Could be used, eg, in analysing different vibration patterns, spectrum analysis ...
Funnily, Gamma cycles are the decaying oscillations from nerve stimulation which Thorpe, in developing N-of-M coding, showed to be redundant, the leading spike carrying the useful data and the oscillations being unreliable above 10Hz.
Looks like Carnegie has been playing with Akida 2 TeNNs.
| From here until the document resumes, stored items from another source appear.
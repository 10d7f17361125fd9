pub mod todos;

pub use todos::Entity as Todos;
pub use todos::Model as Todo;
pub use todos::TagList;
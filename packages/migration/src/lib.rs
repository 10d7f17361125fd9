//! Schema and entities for the `todos` table.

pub use sea_orm;
pub use sea_orm_migration::prelude::*;

pub mod entities;
mod m20240101_000001_create_todos; // keep filename + module name in sync
mod m20240101_000002_add_todo_title_index;

pub use m20240101_000001_create_todos::Migration as CreateTodos;
pub use m20240101_000002_add_todo_title_index::Migration as AddTodoTitleIndex;

pub struct Migrator;

#[async_trait::async_trait]
impl MigratorTrait for Migrator {
    fn migrations() -> Vec<Box<dyn MigrationTrait>> {
        vec![Box::new(CreateTodos), Box::new(AddTodoTitleIndex)]
    }
}
use migration::entities::Todos;
use migration::sea_orm::{ConnectionTrait, DatabaseConnection, DbErr, Statement};
use migration::CreateTodos;
use sealite::{DatabaseConfig, DatabaseId, Facade, FacadeConfig, FacadeError};
use test_support::{new_todo, todo_batch};

use crate::common::{stored_titles, todo_facade};

async fn table_exists(db: &DatabaseConnection, table: &str) -> Result<bool, DbErr> {
    let row = db
        .query_one(Statement::from_sql_and_values(
            db.get_database_backend(),
            "SELECT COUNT(*) AS n FROM sqlite_master WHERE type = 'table' AND name = ?",
            [table.into()],
        ))
        .await?;
    Ok(match row {
        Some(row) => row.try_get::<i64>("", "n")? > 0,
        None => false,
    })
}

#[tokio::test]
async fn test_default_and_custom_handles_do_not_share_data(
) -> Result<(), Box<dyn std::error::Error>> {
    let default = Facade::memory().await?;
    let custom = Facade::new(
        FacadeConfig::new(DatabaseConfig::memory().with_max_connections_per_lane(30))
            .with_threads(30)
            .with_label("Custom.SEALITE"),
    )
    .await?;
    default.prepare(CreateTodos).await?;
    custom.prepare(CreateTodos).await?;

    default.save(new_todo("default only", &[])).await?;
    custom.save_batch(todo_batch("custom", 60), 30).await?;

    assert_eq!(stored_titles(&default).await?, vec!["default only"]);
    assert_eq!(custom.all::<Todos>().await?.len(), 60);
    assert!(stored_titles(&custom)
        .await?
        .iter()
        .all(|title| title.starts_with("custom #")));

    default.shutdown().await;
    assert_eq!(custom.all::<Todos>().await?.len(), 60);
    custom.shutdown().await;
    Ok(())
}

#[tokio::test]
async fn test_named_database_is_separate_from_default() -> Result<(), Box<dyn std::error::Error>> {
    let facade = Facade::builder()
        .threads(2)
        .register("audit", DatabaseConfig::memory())
        .start()
        .await?;
    facade.prepare(CreateTodos).await?;

    let audit = DatabaseId::from("audit");
    let mut ids = facade.databases();
    ids.sort();
    assert_eq!(ids, vec![audit.clone(), DatabaseId::default()]);

    let audit_has_todos = facade
        .with_connection_on(&audit, |db| {
            Box::pin(async move { Ok::<_, FacadeError>(table_exists(db, "todos").await?) })
        })
        .await?;
    assert!(!audit_has_todos);

    let default_has_todos = facade
        .with_connection(|db| {
            Box::pin(async move { Ok::<_, FacadeError>(table_exists(db, "todos").await?) })
        })
        .await?;
    assert!(default_has_todos);

    facade.shutdown().await;
    Ok(())
}

#[tokio::test]
async fn test_register_database_after_start() -> Result<(), Box<dyn std::error::Error>> {
    let facade = todo_facade(2).await?;

    facade
        .register_database("reports", DatabaseConfig::memory())
        .await?;
    let err = facade
        .register_database("reports", DatabaseConfig::memory())
        .await
        .unwrap_err();
    assert!(matches!(err, FacadeError::Config { .. }));

    let reports = DatabaseId::from("reports");
    facade
        .with_connection_on(&reports, |db| {
            Box::pin(async move {
                db.execute(Statement::from_string(
                    db.get_database_backend(),
                    "CREATE TABLE report (id INTEGER PRIMARY KEY)".to_string(),
                ))
                .await?;
                Ok::<_, FacadeError>(())
            })
        })
        .await?;

    // every lane of the named database sees the table
    for _ in 0..facade.lane_count() {
        let seen = facade
            .with_connection_on(&reports, |db| {
                Box::pin(async move { Ok::<_, FacadeError>(table_exists(db, "report").await?) })
            })
            .await?;
        assert!(seen);
    }

    facade.shutdown().await;
    Ok(())
}
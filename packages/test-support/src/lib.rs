//! Shared helpers for tests: logging bootstrap, unique values, todo factories.

pub mod logging;
pub mod todos;

pub use todos::{new_todo, todo_batch};

use ulid::Ulid;

/// Generate a unique string in the format `{prefix}-{ulid}`.
///
/// # Examples
/// ```
/// use test_support::unique_str;
///
/// let id1 = unique_str("todo");
/// let id2 = unique_str("todo");
/// assert_ne!(id1, id2);
/// assert!(id1.starts_with("todo-"));
/// ```
pub fn unique_str(prefix: &str) -> String {
    format!("{}-{}", prefix, Ulid::new())
}

/// Unique path for a throwaway SQLite file inside `dir`.
pub fn unique_db_path(dir: &std::path::Path) -> std::path::PathBuf {
    dir.join(format!("{}.db", unique_str("sealite")))
}
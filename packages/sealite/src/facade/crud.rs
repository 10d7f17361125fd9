use std::future::Future;

use sea_orm::{ActiveModelBehavior, ActiveModelTrait, EntityTrait, IntoActiveModel};
use tracing::{debug, warn};

use super::Facade;
use crate::batch::{batched_for_each, BatchFailure, BatchSize};
use crate::error::FacadeError;

/// Model type produced by saving an active model.
pub type ModelOf<A> = <<A as ActiveModelTrait>::Entity as EntityTrait>::Model;

impl Facade {
    /// Insert a new row and return the stored model.
    pub async fn save<A>(&self, model: A) -> Result<ModelOf<A>, FacadeError>
    where
        A: ActiveModelTrait + ActiveModelBehavior + Send + 'static,
        ModelOf<A>: IntoActiveModel<A> + Send + 'static,
    {
        self.run_bound("save", None, move |db| async move {
            Ok::<_, FacadeError>(model.insert(&db).await?)
        })
        .await
    }

    /// Update an existing row by primary key and return the stored model.
    pub async fn update<A>(&self, model: A) -> Result<ModelOf<A>, FacadeError>
    where
        A: ActiveModelTrait + ActiveModelBehavior + Send + 'static,
        ModelOf<A>: IntoActiveModel<A> + Send + 'static,
    {
        self.run_bound("update", None, move |db| async move {
            Ok::<_, FacadeError>(model.update(&db).await?)
        })
        .await
    }

    /// Delete a row by primary key; returns the number of rows removed.
    pub async fn delete<A>(&self, model: A) -> Result<u64, FacadeError>
    where
        A: ActiveModelTrait + ActiveModelBehavior + Send + 'static,
    {
        self.run_bound("delete", None, move |db| async move {
            Ok::<_, FacadeError>(model.delete(&db).await?.rows_affected)
        })
        .await
    }

    /// Every row of `E`, in storage order.
    pub async fn all<E>(&self) -> Result<Vec<E::Model>, FacadeError>
    where
        E: EntityTrait,
        E::Model: Send + 'static,
    {
        self.run_bound("all", None, |db| async move {
            Ok::<_, FacadeError>(E::find().all(&db).await?)
        })
        .await
    }

    pub async fn save_batch<A>(
        &self,
        models: Vec<A>,
        batch: impl Into<BatchSize>,
    ) -> Result<usize, FacadeError>
    where
        A: ActiveModelTrait + ActiveModelBehavior + Send + 'static,
        ModelOf<A>: IntoActiveModel<A> + Send + 'static,
    {
        self.run_batch("save_batch", models, batch, |model| async move {
            self.save(model).await.map(drop)
        })
        .await
    }

    pub async fn update_batch<A>(
        &self,
        models: Vec<A>,
        batch: impl Into<BatchSize>,
    ) -> Result<usize, FacadeError>
    where
        A: ActiveModelTrait + ActiveModelBehavior + Send + 'static,
        ModelOf<A>: IntoActiveModel<A> + Send + 'static,
    {
        self.run_batch("update_batch", models, batch, |model| async move {
            self.update(model).await.map(drop)
        })
        .await
    }

    pub async fn delete_batch<A>(
        &self,
        models: Vec<A>,
        batch: impl Into<BatchSize>,
    ) -> Result<usize, FacadeError>
    where
        A: ActiveModelTrait + ActiveModelBehavior + Send + 'static,
    {
        self.run_batch("delete_batch", models, batch, |model| async move {
            self.delete(model).await.map(drop)
        })
        .await
    }

    /// Delete every row of `E` that exists when the call starts.
    ///
    /// Rows inserted concurrently after the initial fetch are left in place.
    pub async fn delete_all<E>(&self, batch: impl Into<BatchSize>) -> Result<usize, FacadeError>
    where
        E: EntityTrait,
        E::Model: IntoActiveModel<E::ActiveModel> + Send + 'static,
        E::ActiveModel: Send + 'static,
    {
        let models: Vec<E::ActiveModel> = self
            .all::<E>()
            .await?
            .into_iter()
            .map(IntoActiveModel::into_active_model)
            .collect();
        self.delete_batch(models, batch).await
    }

    /// Items already applied when a failure occurs stay applied.
    async fn run_batch<T, F, Fut>(
        &self,
        op: &'static str,
        items: Vec<T>,
        batch: impl Into<BatchSize>,
        f: F,
    ) -> Result<usize, FacadeError>
    where
        F: FnMut(T) -> Fut,
        Fut: Future<Output = Result<(), FacadeError>>,
    {
        let pool = self.resources()?.pool;
        let batch = batch.into();
        let total = items.len();

        pool.counters().batch_started();
        debug!(parent: &self.span, op = op, total = total, batch_size = batch.get(), "batch start");

        match batched_for_each(items, batch, f).await {
            Ok(done) => {
                debug!(parent: &self.span, op = op, done = done, "batch complete");
                Ok(done)
            }
            Err(BatchFailure { succeeded, error }) => {
                pool.counters().batch_failed();
                warn!(
                    parent: &self.span,
                    op = op,
                    succeeded = succeeded,
                    total = total,
                    error = %error,
                    "batch stopped after failure"
                );
                Err(FacadeError::BatchPartialFailure {
                    succeeded,
                    total,
                    source: Box::new(error),
                })
            }
        }
    }
}
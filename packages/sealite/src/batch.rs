//! Chunked concurrent iteration used by the bulk helpers.

use std::future::Future;
use std::num::NonZeroUsize;

use futures::stream::{FuturesUnordered, StreamExt};

pub const DEFAULT_BATCH_SIZE: usize = 10;

/// Maximum number of operations in flight at once. Never zero.
#[derive(Debug, Clone, Copy, PartialEq, Eq, Hash)]
pub struct BatchSize(NonZeroUsize);

impl BatchSize {
    /// A zero size is raised to one.
    pub fn new(size: usize) -> Self {
        Self(NonZeroUsize::new(size).unwrap_or(NonZeroUsize::MIN))
    }

    pub fn get(self) -> usize {
        self.0.get()
    }
}

impl Default for BatchSize {
    fn default() -> Self {
        Self::new(DEFAULT_BATCH_SIZE)
    }
}

impl From<usize> for BatchSize {
    fn from(size: usize) -> Self {
        Self::new(size)
    }
}

impl From<NonZeroUsize> for BatchSize {
    fn from(size: NonZeroUsize) -> Self {
        Self(size)
    }
}

/// Outcome of a batch that stopped on an error.
#[derive(Debug)]
pub struct BatchFailure<E> {
    /// Items that completed successfully before the batch stopped
    pub succeeded: usize,
    /// First error observed, in completion order
    pub error: E,
}

/// Apply `f` to every item, at most `batch` at a time.
///
/// Items are taken in order in chunks of `batch`; all operations of a chunk
/// start together and the whole chunk finishes before the next one starts.
/// After a failure the rest of the current chunk is still awaited, no further
/// chunk is started, and the first error is returned together with the number
/// of items that succeeded. Work already done is not undone.
pub async fn batched_for_each<I, F, Fut, E>(
    items: I,
    batch: impl Into<BatchSize>,
    mut f: F,
) -> Result<usize, BatchFailure<E>>
where
    I: IntoIterator,
    F: FnMut(I::Item) -> Fut,
    Fut: Future<Output = Result<(), E>>,
{
    let size = batch.into().get();
    let mut items = items.into_iter();
    let mut succeeded = 0;

    loop {
        let mut chunk: FuturesUnordered<Fut> = items.by_ref().take(size).map(&mut f).collect();
        if chunk.is_empty() {
            return Ok(succeeded);
        }

        let mut first_error = None;
        while let Some(result) = chunk.next().await {
            match result {
                Ok(()) => succeeded += 1,
                Err(e) => {
                    first_error.get_or_insert(e);
                }
            }
        }

        if let Some(error) = first_error {
            return Err(BatchFailure { succeeded, error });
        }
    }
}
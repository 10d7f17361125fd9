use sea_orm::entity::prelude::*;
use sea_orm::{FromJsonQueryResult, Set};
use serde::{Deserialize, Serialize};

/// Free-form labels stored as a JSON array.
#[derive(Clone, Debug, Default, PartialEq, Eq, Serialize, Deserialize, FromJsonQueryResult)]
pub struct TagList(pub Vec<String>);

impl<S: Into<String>> FromIterator<S> for TagList {
    fn from_iter<I: IntoIterator<Item = S>>(iter: I) -> Self {
        Self(iter.into_iter().map(Into::into).collect())
    }
}

#[derive(Clone, Debug, PartialEq, Eq, DeriveEntityModel, Serialize, Deserialize)]
#[sea_orm(table_name = "todos")]
pub struct Model {
    #[sea_orm(primary_key, auto_increment = false)]
    pub id: Uuid,
    pub title: String,
    #[sea_orm(column_name = "some_list")]
    pub some_list: TagList,
}

#[derive(Copy, Clone, Debug, EnumIter, DeriveRelation)]
pub enum Relation {}

impl ActiveModelBehavior for ActiveModel {
    /// New rows get a random id unless one is set explicitly.
    fn new() -> Self {
        Self {
            id: Set(Uuid::new_v4()),
            ..ActiveModelTrait::default()
        }
    }
}

impl ActiveModel {
    pub fn create(title: impl Into<String>, tags: TagList) -> Self {
        Self {
            title: Set(title.into()),
            some_list: Set(tags),
            ..ActiveModelBehavior::new()
        }
    }
}
use migration::entities::todos;
use migration::entities::{TagList, Todos};
use migration::sea_orm::{IntoActiveModel, Set};
use sealite::FacadeError;
use test_support::new_todo;

use crate::common::{stored_titles, todo_facade};

#[tokio::test]
async fn test_save_then_all_returns_the_item() -> Result<(), Box<dyn std::error::Error>> {
    let facade = todo_facade(2).await?;

    let saved = facade.save(new_todo("Hello World", &["hello", "world"])).await?;
    assert_eq!(saved.title, "Hello World");
    assert_eq!(saved.some_list, TagList(vec!["hello".into(), "world".into()]));

    let values = facade.all::<Todos>().await?;
    assert_eq!(values, vec![saved]);

    facade.shutdown().await;
    Ok(())
}

#[tokio::test]
async fn test_update_replaces_fields() -> Result<(), Box<dyn std::error::Error>> {
    let facade = todo_facade(2).await?;
    let saved = facade.save(new_todo("draft", &[])).await?;

    let mut changed = saved.clone().into_active_model();
    changed.title = Set("final".to_string());
    let updated = facade.update(changed).await?;

    assert_eq!(updated.id, saved.id);
    assert_eq!(updated.title, "final");
    assert_eq!(stored_titles(&facade).await?, vec!["final"]);

    facade.shutdown().await;
    Ok(())
}

#[tokio::test]
async fn test_delete_reports_rows_affected() -> Result<(), Box<dyn std::error::Error>> {
    let facade = todo_facade(2).await?;
    let saved = facade.save(new_todo("short lived", &[])).await?;

    assert_eq!(facade.delete(saved.clone().into_active_model()).await?, 1);
    assert_eq!(facade.delete(saved.into_active_model()).await?, 0);
    assert!(facade.all::<Todos>().await?.is_empty());

    facade.shutdown().await;
    Ok(())
}

#[tokio::test]
async fn test_duplicate_primary_key_is_an_operation_failure() -> Result<(), Box<dyn std::error::Error>>
{
    let facade = todo_facade(1).await?;
    let saved = facade.save(new_todo("original", &[])).await?;

    let clash = todos::ActiveModel {
        id: Set(saved.id),
        title: Set("clash".to_string()),
        some_list: Set(TagList::default()),
    };
    let err = facade.save(clash).await.unwrap_err();

    assert!(matches!(err, FacadeError::OperationFailed(_)));
    assert!(err.db_err().is_some());
    assert_eq!(stored_titles(&facade).await?, vec!["original"]);

    facade.shutdown().await;
    Ok(())
}

#[tokio::test]
async fn test_update_of_missing_row_fails() -> Result<(), Box<dyn std::error::Error>> {
    let facade = todo_facade(1).await?;
    let saved = facade.save(new_todo("gone", &[])).await?;
    facade.delete(saved.clone().into_active_model()).await?;

    let mut stale = saved.into_active_model();
    stale.title = Set("resurrected".to_string());
    let err = facade.update(stale).await.unwrap_err();

    assert_eq!(err.code(), "OPERATION_FAILED");
    assert!(facade.all::<Todos>().await?.is_empty());

    facade.shutdown().await;
    Ok(())
}
//! Factories for `todos` rows.

use migration::entities::todos::{ActiveModel, TagList};

/// Unsaved todo with a fresh id.
pub fn new_todo(title: impl Into<String>, tags: &[&str]) -> ActiveModel {
    ActiveModel::create(title, tags.iter().copied().collect::<TagList>())
}

/// `count` unsaved todos titled `{prefix} #{n}` with no tags.
pub fn todo_batch(prefix: &str, count: usize) -> Vec<ActiveModel> {
    (0..count)
        .map(|n| new_todo(format!("{prefix} #{n}"), &[]))
        .collect()
}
https://www.researchgate.net/public...r_Block_and_Relaxing_Gamma_Clock_Asynchronous
The
Temporal Neural Network(TNN) style of architecture is a good basis for approximating biological neurons due to its use of timed pulses to encode data and a voltage-threshold-like system. Using the Temporal Neural Network cortical column C3S architecture design as a basis, this project seeks to augment the network's design. This project takes note of two ideas and presents their designs with the goal of improving existing cortical column architecture. One need in this field is for an encoder that could convert between common digital formats and timed neuronal spikes, as biologically accurate networks are temporal in nature. To this end, this project presents an encoder to translate between binary encoded values and timed spikes to be processed by the neural network. Another need is for the reduction of wasted processing time to idleness, caused by lengthy Gamma cycle processing bursts. To this end, this project presents a relaxation of Gamma cycles to allow for them to end arbitrarily early once the network has determined an output response. With the goal of contributing to the betterment of the field of neuromorphic computer architecture, designs for both a binary-to-spike encoder, as well as a Gamma cycle controller, are presented and evaluated for optimal design parameters, with overall system gain and performance.
CONCLUSIONS
Both the encoder and Gamma cycle control system have the potential to be useful additions to the C3S code base [1]. Encoding from binary to spike times is an essential means for communication and data transmission between the two worlds of existing media formats and the evolving TNN infrastructure. This value has been recognized by groups such as
BrainChip through their inclusion of such encoders on their novel
Akida processor [8]. A binary-to-spike encoder should be added to any upcoming neuromorphic system, for the world we live in is rife with data formats that do not fit well into a TNN style of data processing. The control and potential shortening of Gamma cycles possess the potential to take networks made with C3S columns and layers and improve the speed at which they perform their learning objectives. The potential for reducing the duration of Gamma cycles (and thus increase performance by) by upwards of 68% percent, is significant. Additionally, the inclusion of such a control architecture may bring neuromorphic systems one step closer to the simulation of actual animal brains, which themselves do not always work on consistent frequencies. The benefits of our work are products as modules that add to furthering of neuromorphic architectural research and should be integrated where possible to augment existing TNN neuromorphic systems
FN: Thorpe says that Gammas faster than 0.1 s have been shown to be unreliable. Akida is clocked at 300 MHz, so that's 30 million times faster. Working with Gammas will slow a NN to a snail's pace.